Note that $-x^2+\sqrt{3}x+\frac14=1-\left(x-\frac{\sqrt{3}}{2}\right)^2$.

Let $u=x-\frac{\sqrt{3}}{2}$. Thus, $\mathrm{d}u=\mathrm{d}x$. If $x=0$, then $u=-\frac{\sqrt{3}}{2}$. If $x=\frac{\sqrt{3}}{2}$, then $u=0$.

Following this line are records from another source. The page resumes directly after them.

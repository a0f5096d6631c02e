//! Fidelity guards (§4.7c): reject LLM output that introduces a number or
//! date not present anywhere in the evidence it was grounded on. This is a
//! post-hoc check, not a prompt instruction — the prompt already asks for
//! grounded text, the guard is what actually enforces it.

use crate::ReportError;

/// Every run of ASCII digits in `text` must also appear, as a run of ASCII
/// digits, somewhere in `evidence_text`. Catches fabricated percentages,
/// years, and counts the model wasn't given.
pub fn check_no_fabricated_numbers(label: &str, text: &str, evidence_text: &str) -> Result<(), ReportError> {
    let evidence_numbers: std::collections::HashSet<&str> = digit_runs(evidence_text).collect();
    for run in digit_runs(text) {
        if !evidence_numbers.contains(run) {
            return Err(ReportError::Fabrication(format!("{label}: number \"{run}\" not present in evidence")));
        }
    }
    Ok(())
}

fn digit_runs(s: &str) -> impl Iterator<Item = &str> {
    let bytes = s.as_bytes();
    let mut runs = Vec::new();
    let mut start = None;
    for (i, b) in bytes.iter().enumerate() {
        if b.is_ascii_digit() {
            if start.is_none() {
                start = Some(i);
            }
        } else if let Some(st) = start.take() {
            runs.push(&s[st..i]);
        }
    }
    if let Some(st) = start {
        runs.push(&s[st..]);
    }
    runs.into_iter()
}

/// Enforce the executive summary's word cap by truncating (never raising:
/// a too-long summary is a length violation the caller can always fix by
/// cutting, not a fabrication).
pub fn enforce_word_limit(text: &str, max_words: usize) -> String {
    let words: Vec<&str> = text.split_whitespace().collect();
    if words.len() <= max_words {
        text.to_string()
    } else {
        words[..max_words].join(" ")
    }
}

/// Append the limitation sentence if confidence is below the threshold and
/// the model's own text didn't already state one.
pub fn ensure_limitation_disclosed(text: &str, confidence: f64) -> String {
    if confidence >= 0.7 {
        return text.to_string();
    }
    let already_disclosed = text.to_lowercase().contains("limitation") || text.to_lowercase().contains("confidence");
    if already_disclosed {
        text.to_string()
    } else {
        format!("{text} This assessment carries below-threshold confidence ({confidence:.2}) and should be treated as provisional.")
    }
}

#[cfg(test)]
mod tests {
    use super::*;

    #[test]
    fn fabricated_number_is_rejected() {
        let evidence = "We reduced emissions by 12% in 2024.";
        let narrative = "Emissions fell by 45% according to the filing.";
        let err = check_no_fabricated_numbers("GHG", narrative, evidence).unwrap_err();
        matches!(err, ReportError::Fabrication(_));
    }

    #[test]
    fn numbers_present_in_evidence_pass() {
        let evidence = "We reduced emissions by 12% in 2024.";
        let narrative = "The company cut emissions by 12% during 2024.";
        assert!(check_no_fabricated_numbers("GHG", narrative, evidence).is_ok());
    }

    #[test]
    fn low_confidence_gets_limitation_sentence() {
        let out = ensure_limitation_disclosed("Some analysis.", 0.6);
        assert!(out.contains("provisional"));
    }

    #[test]
    fn word_limit_truncates() {
        let text = (0..250).map(|i| i.to_string()).collect::<Vec<_>>().join(" ");
        let truncated = enforce_word_limit(&text, 200);
        assert_eq!(truncated.split_whitespace().count(), 200);
    }
}
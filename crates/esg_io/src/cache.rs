//! Content-addressed cache for every external model call (embeddings,
//! narrative generation). The cache is the only sanctioned boundary between
//! the engine and the network: fetch-phase runs populate it, replay-phase
//! runs (`OFFLINE_REPLAY=true`) may only read it and must fail closed on a
//! miss.

use std::fs::{self, OpenOptions};
use std::io::Write as _;
use std::path::{Path, PathBuf};

use serde::{de::DeserializeOwned, Serialize};

use crate::canonical_json::write_canonical_file;
use crate::hasher::cache_key;
use crate::IoError;

/// One line of `cache/ledger.jsonl`: an append-only audit record of every
/// cache access, online or not.
#[derive(Debug, Clone, Serialize)]
pub struct LedgerEntry<'a> {
    pub phase: &'a str,
    pub key: &'a str,
    pub model_id: &'a str,
    pub kind: &'a str,
    pub online: bool,
    pub deterministic_timestamp: &'a str,
}

/// Content-addressed cache rooted at `CACHE_ROOT`.
pub struct Cache {
    root: PathBuf,
    offline_replay: bool,
    deterministic_timestamp: String,
}

impl Cache {
    pub fn new(root: impl Into<PathBuf>, offline_replay: bool, deterministic_timestamp: String) -> Self {
        Cache {
            root: root.into(),
            offline_replay,
            deterministic_timestamp,
        }
    }

    fn entry_path(&self, key: &str) -> PathBuf {
        self.root.join("entries").join(format!("{key}.json"))
    }

    fn ledger_path(&self) -> PathBuf {
        self.root.join("ledger.jsonl")
    }

    fn append_ledger(&self, entry: &LedgerEntry<'_>) -> Result<(), IoError> {
        fs::create_dir_all(&self.root).map_err(|e| IoError::Path(e.to_string()))?;
        let value = serde_json::to_value(entry)?;
        let line = String::from_utf8(crate::canonical_json::to_canonical_json_bytes(&value))
            .expect("canonical JSON is always valid UTF-8");
        let mut f = OpenOptions::new()
            .create(true)
            .append(true)
            .open(self.ledger_path())
            .map_err(|e| IoError::Path(e.to_string()))?;
        writeln!(f, "{line}").map_err(|e| IoError::Path(e.to_string()))?;
        Ok(())
    }

    /// Look up or compute a cached model call. `kind` is a short label
    /// ("embedding", "narrative") recorded in the ledger for audit. `call` is
    /// only ever invoked when not offline-replaying and the key is absent;
    /// a replay-mode miss is a hard error (fail-closed, never silently
    /// falls back to calling out).
    pub fn get_or_call<P, I, O, F>(
        &self,
        model_id: &str,
        kind: &str,
        params: &P,
        input: &I,
        call: F,
    ) -> Result<O, IoError>
    where
        P: Serialize,
        I: Serialize,
        O: Serialize + DeserializeOwned,
        F: FnOnce() -> Result<O, IoError>,
    {
        let key = cache_key(model_id, params, input)?;
        let path = self.entry_path(&key);

        if path.exists() {
            let bytes = fs::read(&path).map_err(|e| IoError::Path(e.to_string()))?;
            let value: O = serde_json::from_slice(&bytes)?;
            self.append_ledger(&LedgerEntry {
                phase: if self.offline_replay { "replay" } else { "fetch" },
                key: &key,
                model_id,
                kind,
                online: false,
                deterministic_timestamp: &self.deterministic_timestamp,
            })?;
            return Ok(value);
        }

        if self.offline_replay {
            return Err(IoError::Invalid(format!(
                "cache miss for key {key} during offline replay (kind={kind}, model={model_id})"
            )));
        }

        let value = call()?;
        let json = serde_json::to_value(&value)?;
        write_canonical_file(&path, &json).map_err(|e| IoError::Path(e.to_string()))?;
        self.append_ledger(&LedgerEntry {
            phase: "fetch",
            key: &key,
            model_id,
            kind,
            online: true,
            deterministic_timestamp: &self.deterministic_timestamp,
        })?;
        Ok(value)
    }

    pub fn root(&self) -> &Path {
        &self.root
    }
}

#[cfg(test)]
mod tests {
    use super::*;
    use tempfile::tempdir;

    #[test]
    fn first_call_executes_and_caches() {
        let dir = tempdir().unwrap();
        let cache = Cache::new(dir.path(), false, "2025-10-28T06:00:00Z".to_string());
        let mut calls = 0;
        let params = serde_json::json!({"alpha": 1});
        let input = serde_json::json!("hello");

        let out: String = cache
            .get_or_call("model-a", "embedding", &params, &input, || {
                calls += 1;
                Ok("result".to_string())
            })
            .unwrap();
        assert_eq!(out, "result");
        assert_eq!(calls, 1);

        let out2: String = cache
            .get_or_call("model-a", "embedding", &params, &input, || {
                calls += 1;
                Ok("result".to_string())
            })
            .unwrap();
        assert_eq!(out2, "result");
        assert_eq!(calls, 1, "second call must hit cache, not recompute");
    }

    #[test]
    fn offline_replay_fails_closed_on_miss() {
        let dir = tempdir().unwrap();
        let cache = Cache::new(dir.path(), true, "2025-10-28T06:00:00Z".to_string());
        let params = serde_json::json!({});
        let input = serde_json::json!("anything");
        let result: Result<String, IoError> =
            cache.get_or_call("model-a", "embedding", &params, &input, || {
                Ok("should-not-run".to_string())
            });
        assert!(result.is_err());
    }
}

\begin{align*} S_1 &=\int_0^{\frac{\sqrt{3}}{2}}2\pi\left(\sqrt{1-\left(x-{\textstyle\frac{\sqrt{3}}{2}}\right)^2}-{\textstyle\frac12}\right)\sqrt{1+\textstyle\left(\frac{-\left(x-\frac{\sqrt{3}}{2}\right)}{\sqrt{1-\left(x-\frac{\sqrt{3}}{2}\right)^2}}\right)^2}\mathrm{d}x\\ &=\int_{-\frac{\sqrt{3}}{2}}^02\pi\left(\sqrt{1-u^2}-{\textstyle\frac12}\right)\sqrt{1+\textstyle\left(\frac{-u}{\sqrt{1-u^2}}\right)^2}\mathrm{d}u \end{align*}\begin{align*} S_1 &=\int_{-\frac{\sqrt{3}}{2}}^0\textstyle 2\pi\left(\sqrt{1-u^2}-{\frac12}\right)\frac{1}{\sqrt{1-u^2}}\mathrm{d}u\\ &={\textstyle 2\pi}\int_{-\frac{\sqrt{3}}{2}}^0\sqrt{1-u^2}{\textstyle\frac{1}{\sqrt{1-u^2}}}\mathrm{d}u-\pi\int_{-\frac{\sqrt{3}}{2}}^0\frac{1}{\sqrt{1-u^2}}\mathrm{d}u\\ &=2\pi\Big[u\Big]_{-\frac{\sqrt{3}}{2}}^0-\pi\Big[\arcsin(u)\Big]_{-\frac{\sqrt{3}}{2}}^0=\pi(\sqrt{3}-{\textstyle\frac{\pi}{3}}) \end{align*}

Finally, $S=S_1+S_2=\pi(\sqrt{3}-{\textstyle\frac{\pi}{3}})+\pi(2-\sqrt{3})=\pi\left(2-\frac{\pi}{3}\right)$.

For a width $w$, the area is $\color{lightgray}\boxed{\color{black}{\pi\left(2-{\textstyle\frac{\pi}{3}}\right)w^2}}$.